When I put on long britches,
Dad pulled his belt in two, three hitches –
Said, “Son, you’ve still got far to go.
Go ‘long to City College
And fill your noodle full of knowledge
That in this world you’ll need to know.”
Having learned my ABC’s,
I got onto IRT –
To 139th and Convent I did roam.
There I learned cosines and logs –
Pulled apart a couple of frogs,
And for four long years, called alma mater home.
I went to class in History,
But it still remained a mystery
Why some were poor and some folks rich.
When I asked the teacher “Why?”
He glared at me like fit to die
And called me a “good-for-nothing big young upstart.”
Then to Eco I did go –
Watched the business cycles grow –
Saw the seven fat years swallowed by the lean.
When I asked my teacher “Why?”
All he did was groan and sigh,
Said “What’s been has been and having been, has been.”
Then in despair, I wandered
To where literature was pondered,
Thought I’d find the long-hairs mighty dry.
I met a larnin’ chap,
His proud name, folks, was Morris Schappes --
Now I praise the long-hairs to the sky.
There I heard no “ifs” or “buts,”
Saw this teacher, full of guts,
Teaching stuff for which I’d gladly walk a mile.

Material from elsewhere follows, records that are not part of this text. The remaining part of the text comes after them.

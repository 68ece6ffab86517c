//! Capture adapters.
//!
//! Pure mappers from the host's raw event shapes to normalized
//! [`Record`](crate::models::Record)s. Each adapter applies the privacy
//! filter before the record exists, returns `None` for anything it cannot or
//! must not capture, and never panics — a capture failure must never surface
//! as a host-visible crash.

mod error;
mod file_edit;
mod tool;

pub use error::error_record;
pub use file_edit::file_edit_record;
pub use tool::tool_record;
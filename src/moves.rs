use crate::pokemon::{PokemonType, StatusType};
use serde::{Deserialize, Serialize};

#[derive(Debug, Clone, Copy, PartialEq, Eq, Serialize, Deserialize)]
#[serde(rename_all = "lowercase")]
pub enum MoveCategory {
    Physical,
    Special,
    Status,
}

/// Immutable definition of a move, as loaded from the dex.
///
/// Per-battle mutable state (remaining PP) lives in
/// `crate::pokemon::MoveInstance`, which wraps one of these.
#[derive(Debug, Clone, PartialEq, Serialize, Deserialize)]
pub struct MoveData {
    /// Kebab-case move id, e.g. "thunder-shock"
    pub name: String,
    pub move_type: PokemonType,
    pub category: MoveCategory,
    /// Base power; 0 for moves that deal no direct damage
    pub power: u8,
    /// Hit chance as a percentage, 1..=100
    pub accuracy: u8,
    pub max_pp: u8,
    /// Status condition this move can inflict, if any
    pub ailment: Option<StatusType>,
    /// Chance of inflicting the ailment, 0..=100. Zero means the ailment is
    /// guaranteed when the move is a pure status move.
    pub ailment_chance: u8,
}

impl MoveData {
    /// Human-readable name: "thunder-shock" -> "Thunder Shock"
    pub fn display_name(&self) -> String {
        self.name
            .split('-')
            .map(|word| {
                let mut chars = word.chars();
                match chars.next() {
                    Some(first) => first.to_uppercase().collect::<String>() + chars.as_str(),
                    None => String::new(),
                }
            })
            .collect::<Vec<_>>()
            .join(" ")
    }

    /// A move deals damage iff it is physical or special and has power
    pub fn is_damaging(&self) -> bool {
        matches!(self.category, MoveCategory::Physical | MoveCategory::Special) && self.power > 0
    }

    /// The universal fallback move. Substituted when a Pokemon has no usable
    /// moves left, and used to pad move lists during team construction.
    pub fn struggle() -> MoveData {
        MoveData {
            name: "struggle".to_string(),
            move_type: PokemonType::Normal,
            category: MoveCategory::Physical,
            power: 50,
            accuracy: 100,
            max_pp: 99,
            ailment: None,
            ailment_chance: 0,
        }
    }
}
#[cfg(test)]
mod tests {
    use super::*;
    use crate::moves::MoveCategory;
    use crate::pokemon::{BaseStats, PokemonType};

    fn make_move(
        name: &str,
        move_type: PokemonType,
        category: MoveCategory,
        power: u8,
        ailment: Option<StatusType>,
    ) -> MoveData {
        MoveData {
            name: name.to_string(),
            move_type,
            category,
            power,
            accuracy: 100,
            max_pp: 20,
            ailment,
            ailment_chance: 0,
        }
    }

    fn make_pokemon(name: &str, types: Vec<PokemonType>, base: BaseStats) -> PokemonInst {
        PokemonInst::new(1, name.to_string(), 50, types, &base, vec![])
    }

    fn even_stats() -> BaseStats {
        BaseStats {
            hp: 60,
            attack: 60,
            defense: 60,
            sp_attack: 60,
            sp_defense: 60,
            speed: 60,
        }
    }

    #[test]
    fn test_damaging_move_score_multiplies_power_effectiveness_and_stab() {
        let ai = ScoringAI::new(Difficulty::Normal);
        let attacker = make_pokemon("Squirtle", vec![PokemonType::Water], even_stats());
        let defender = make_pokemon("Charmander", vec![PokemonType::Fire], even_stats());

        let water_gun = make_move("water-gun", PokemonType::Water, MoveCategory::Special, 40, None);
        // 40 power * 2.0 effectiveness * 1.5 STAB
        assert_eq!(ai.score_move(&water_gun, &attacker, &defender), 120.0);

        let tackle = make_move("tackle", PokemonType::Normal, MoveCategory::Physical, 40, None);
        assert_eq!(ai.score_move(&tackle, &attacker, &defender), 40.0);
    }

    #[test]
    fn test_immune_moves_score_zero() {
        let ai = ScoringAI::new(Difficulty::Hard);
        let attacker = make_pokemon("Rattata", vec![PokemonType::Normal], even_stats());
        let defender = make_pokemon("Gastly", vec![PokemonType::Ghost], even_stats());

        let tackle = make_move("tackle", PokemonType::Normal, MoveCategory::Physical, 40, None);
        assert_eq!(ai.score_move(&tackle, &attacker, &defender), 0.0);
    }

    #[test]
    fn test_hard_boosts_super_effective_moves() {
        let easy = ScoringAI::new(Difficulty::Easy);
        let hard = ScoringAI::new(Difficulty::Hard);
        let attacker = make_pokemon("Squirtle", vec![PokemonType::Water], even_stats());
        let defender = make_pokemon("Charmander", vec![PokemonType::Fire], even_stats());
        let water_gun = make_move("water-gun", PokemonType::Water, MoveCategory::Special, 40, None);

        assert_eq!(easy.score_move(&water_gun, &attacker, &defender), 120.0);
        // Hard multiplies the 120 by 1.2 for landing at 2x or better
        assert_eq!(hard.score_move(&water_gun, &attacker, &defender), 144.0);
    }

    #[test]
    fn test_status_scoring_flat_below_hard() {
        let ai = ScoringAI::new(Difficulty::Normal);
        let attacker = make_pokemon("Pikachu", vec![PokemonType::Electric], even_stats());
        let defender = make_pokemon("Onix", vec![PokemonType::Rock], even_stats());

        let thunder_wave = make_move(
            "thunder-wave",
            PokemonType::Electric,
            MoveCategory::Status,
            0,
            Some(StatusType::Paralysis),
        );
        assert_eq!(ai.score_move(&thunder_wave, &attacker, &defender), 20.0);
    }

    #[test]
    fn test_hard_status_scoring_reads_the_matchup() {
        let ai = ScoringAI::new(Difficulty::Hard);
        let slow_base = BaseStats {
            speed: 30,
            ..even_stats()
        };
        let fast_base = BaseStats {
            speed: 90,
            ..even_stats()
        };

        let attacker = make_pokemon("Slowpoke", vec![PokemonType::Water], slow_base);
        let fast_defender = make_pokemon("Pidgey", vec![PokemonType::Normal], fast_base);
        let slow_defender = make_pokemon("Snorlax", vec![PokemonType::Normal], slow_base);

        let thunder_wave = make_move(
            "thunder-wave",
            PokemonType::Electric,
            MoveCategory::Status,
            0,
            Some(StatusType::Paralysis),
        );

        // Paralysis is worth more against something faster than us
        assert_eq!(ai.score_move(&thunder_wave, &attacker, &fast_defender), 60.0);
        assert_eq!(ai.score_move(&thunder_wave, &attacker, &slow_defender), 35.0);

        let hypnosis = make_move(
            "hypnosis",
            PokemonType::Psychic,
            MoveCategory::Status,
            0,
            Some(StatusType::Sleep),
        );
        assert_eq!(ai.score_move(&hypnosis, &attacker, &fast_defender), 65.0);

        // Against an already-statused target the move is nearly worthless
        let mut statused = make_pokemon("Pidgey", vec![PokemonType::Normal], fast_base);
        assert!(statused.apply_status(crate::pokemon::StatusCondition::Poison));
        assert_eq!(ai.score_move(&thunder_wave, &attacker, &statused), 5.0);
    }

    #[test]
    fn test_hard_always_takes_the_top_scored_move() {
        let ai = ScoringAI::new(Difficulty::Hard);
        let scored = vec![(0, 40.0), (1, 120.0), (2, 20.0)];

        // No oracle draws happen: an empty oracle proves determinism
        let mut rng = TurnRng::new_for_test(vec![]);
        assert_eq!(ai.pick_scored_move(&scored, &mut rng), 1);
    }

    #[test]
    fn test_easy_takes_top_move_on_a_low_roll_and_dodges_it_on_a_high_one() {
        let ai = ScoringAI::new(Difficulty::Easy);
        let scored = vec![(0, 40.0), (1, 120.0), (2, 20.0)];

        let mut rng = TurnRng::new_for_test(vec![40]);
        assert_eq!(ai.pick_scored_move(&scored, &mut rng), 1);

        // 41 fails the 40% check; the follow-up roll picks among the others
        let mut rng = TurnRng::new_for_test(vec![41, 2]);
        let pick = ai.pick_scored_move(&scored, &mut rng);
        assert_ne!(pick, 1);
    }

    #[test]
    fn test_single_usable_move_skips_the_oracle() {
        let ai = ScoringAI::new(Difficulty::Easy);
        let scored = vec![(3, 55.0)];

        let mut rng = TurnRng::new_for_test(vec![]);
        assert_eq!(ai.pick_scored_move(&scored, &mut rng), 3);
    }

    #[test]
    fn test_matchup_score_rewards_offense_and_resistance() {
        let ai = ScoringAI::new(Difficulty::Hard);
        let water = make_pokemon("Squirtle", vec![PokemonType::Water], even_stats());
        let fire = make_pokemon("Charmander", vec![PokemonType::Fire], even_stats());

        // Water hits fire for 2x and resists fire at 0.5x: 2.0 * (1/0.5)
        assert_eq!(ai.matchup_score(&water, &fire), 4.0);
        // The reverse matchup: 0.5 * (1/2.0)
        assert_eq!(ai.matchup_score(&fire, &water), 0.25);
    }

    #[test]
    fn test_matchup_score_doubles_on_defensive_immunity() {
        let ai = ScoringAI::new(Difficulty::Hard);
        let ghost = make_pokemon("Gastly", vec![PokemonType::Ghost], even_stats());
        let normal = make_pokemon("Rattata", vec![PokemonType::Normal], even_stats());

        // Ghost hits normal for 0x but takes 0x back: 0.0 * 2.0 is still 0
        assert_eq!(ai.matchup_score(&ghost, &normal), 0.0);
        // Flipped: normal cannot touch ghost, ghost-on-normal offense is 0
        assert_eq!(ai.matchup_score(&normal, &ghost), 0.0);

        // Ground vs electric: 2x offense, immune to the return electric hits
        let ground = make_pokemon("Diglett", vec![PokemonType::Ground], even_stats());
        let electric = make_pokemon("Pikachu", vec![PokemonType::Electric], even_stats());
        assert_eq!(ai.matchup_score(&ground, &electric), 4.0);
    }
}
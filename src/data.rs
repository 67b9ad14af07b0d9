//! Static species and move data, and the team builder that turns it into
//! battle-ready Pokemon.
//!
//! The default `RonDataSource` serves the RON tables embedded in the binary.
//! Anything that can answer species and move lookups (a test fixture, a
//! network client) can stand in through the `DataSource` trait.

use crate::errors::{DexError, DexResult, TeamError, TeamResult};
use crate::moves::MoveData;
use crate::player::{BattlePlayer, PlayerKind};
use crate::pokemon::{BaseStats, PokemonInst, PokemonType};
use ordered_float::OrderedFloat;
use serde::{Deserialize, Serialize};
use std::cmp::Reverse;
use std::collections::HashMap;
use std::sync::LazyLock;

/// One entry in a species' level-up learnset
#[derive(Debug, Clone, PartialEq, Serialize, Deserialize)]
pub struct LearnsetEntry {
    pub move_name: String,
    pub level: u8,
}

/// Static data for one species
#[derive(Debug, Clone, PartialEq, Serialize, Deserialize)]
pub struct SpeciesData {
    pub id: u16,
    pub name: String,
    pub types: Vec<PokemonType>,
    pub base_stats: BaseStats,
    pub learnset: Vec<LearnsetEntry>,
}

/// Anything that can answer species and move lookups
pub trait DataSource {
    fn species(&self, species_id: u16) -> DexResult<SpeciesData>;
    fn move_data(&self, move_name: &str) -> DexResult<MoveData>;
}

static POKEDEX: LazyLock<HashMap<u16, SpeciesData>> = LazyLock::new(|| {
    let entries: Vec<SpeciesData> = ron::from_str(include_str!("../data/pokedex.ron"))
        .expect("embedded pokedex data should parse");
    entries.into_iter().map(|s| (s.id, s)).collect()
});

static MOVE_DEX: LazyLock<HashMap<String, MoveData>> = LazyLock::new(|| {
    let entries: Vec<MoveData> = ron::from_str(include_str!("../data/moves.ron"))
        .expect("embedded move data should parse");
    entries.into_iter().map(|m| (m.name.clone(), m)).collect()
});

/// Data source backed by the RON tables compiled into the binary
#[derive(Debug, Clone, Copy, Default)]
pub struct RonDataSource;

impl RonDataSource {
    pub fn new() -> Self {
        Self
    }

    /// All species ids in the embedded pokedex, ascending
    pub fn species_ids(&self) -> Vec<u16> {
        let mut ids: Vec<u16> = POKEDEX.keys().copied().collect();
        ids.sort_unstable();
        ids
    }
}

impl DataSource for RonDataSource {
    fn species(&self, species_id: u16) -> DexResult<SpeciesData> {
        POKEDEX
            .get(&species_id)
            .cloned()
            .ok_or(DexError::SpeciesNotFound(species_id))
    }

    fn move_data(&self, move_name: &str) -> DexResult<MoveData> {
        MOVE_DEX
            .get(move_name)
            .cloned()
            .ok_or_else(|| DexError::MoveNotFound(move_name.to_string()))
    }
}

/// Builds battle-ready Pokemon and whole players from a data source
pub struct TeamBuilder<'a> {
    source: &'a dyn DataSource,
}

impl<'a> TeamBuilder<'a> {
    pub fn new(source: &'a dyn DataSource) -> Self {
        Self { source }
    }

    /// Build one Pokemon of the given species at the given level, with a
    /// moveset picked from its learnset. A move that fails to resolve is
    /// skipped rather than failing the build; a Pokemon that ends up with
    /// no moves at all still fights with Struggle.
    pub fn build_pokemon(&self, species_id: u16, level: u8) -> DexResult<PokemonInst> {
        let species = self.source.species(species_id)?;

        let mut moves = Vec::new();
        for move_name in self.select_moves(&species, level) {
            if let Ok(data) = self.source.move_data(&move_name) {
                moves.push(data);
            }
        }

        Ok(PokemonInst::new(
            species.id,
            species.name.clone(),
            level,
            species.types.clone(),
            &species.base_stats,
            moves,
        ))
    }

    /// Build a full battle player from up to six species
    pub fn build_player(
        &self,
        player_name: &str,
        kind: PlayerKind,
        species_ids: &[u16],
        level: u8,
    ) -> TeamResult<BattlePlayer> {
        if species_ids.len() > 6 {
            return Err(TeamError::TeamTooLarge(species_ids.len()));
        }

        let mut team = Vec::new();
        for &species_id in species_ids {
            if let Ok(pokemon) = self.build_pokemon(species_id, level) {
                team.push(pokemon);
            }
        }

        if team.is_empty() {
            return Err(TeamError::NoUsablePokemon);
        }

        Ok(BattlePlayer::new(player_name.to_string(), team, kind))
    }

    /// Pick up to four move names for a species at a level.
    ///
    /// Damaging moves the species has learned by this level are scored by
    /// power with a 1.5x STAB weighting. The pick order is: the best STAB
    /// move, then the strongest moves of types not yet covered until three
    /// are chosen, then the best of whatever is left.
    fn select_moves(&self, species: &SpeciesData, level: u8) -> Vec<String> {
        let eligible: Vec<&LearnsetEntry> = {
            let learned: Vec<&LearnsetEntry> = species
                .learnset
                .iter()
                .filter(|entry| entry.level <= level)
                .collect();
            if learned.is_empty() {
                // Below every learn level: consider the early learnset anyway
                species.learnset.iter().take(10).collect()
            } else {
                learned
            }
        };

        let mut scored: Vec<(String, PokemonType, f32)> = Vec::new();
        for entry in eligible {
            let Ok(data) = self.source.move_data(&entry.move_name) else {
                continue;
            };
            if data.power == 0 {
                continue;
            }
            let stab = if species.types.contains(&data.move_type) {
                1.5
            } else {
                1.0
            };
            scored.push((data.name.clone(), data.move_type, data.power as f32 * stab));
        }
        scored.sort_by_key(|(_, _, score)| Reverse(OrderedFloat(*score)));

        let mut selected: Vec<String> = Vec::new();
        let mut covered_types: Vec<PokemonType> = Vec::new();

        // Lead with the best same-type attack
        if let Some((name, move_type, _)) = scored
            .iter()
            .find(|(_, move_type, _)| species.types.contains(move_type))
        {
            selected.push(name.clone());
            covered_types.push(*move_type);
        }

        // Diversify coverage before stacking power
        for (name, move_type, _) in &scored {
            if selected.len() >= 3 {
                break;
            }
            if selected.contains(name) || covered_types.contains(move_type) {
                continue;
            }
            selected.push(name.clone());
            covered_types.push(*move_type);
        }

        // Top up with the strongest leftovers
        for (name, _, _) in &scored {
            if selected.len() >= 4 {
                break;
            }
            if !selected.contains(name) {
                selected.push(name.clone());
            }
        }

        selected
    }
}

He made learning come alive –
Set me hep to Shelley’s jive,
And, strange to say, made Wordsworth’s words worth while.
To guys like me, those days meant
So much that ‘twas with amazement,
I learned that Schappes went to jail.
If we let guys like Morris
Go down, then poor freedom’s star is
Gonna be glimmerin’ awful pale.
So you folks who know the score,
Realize that in this war,
We need guys like Schappes building unity.
Now’s the time, so let’s not wait –
Open wide the prison gate,
And set Schappes free to fight for victory.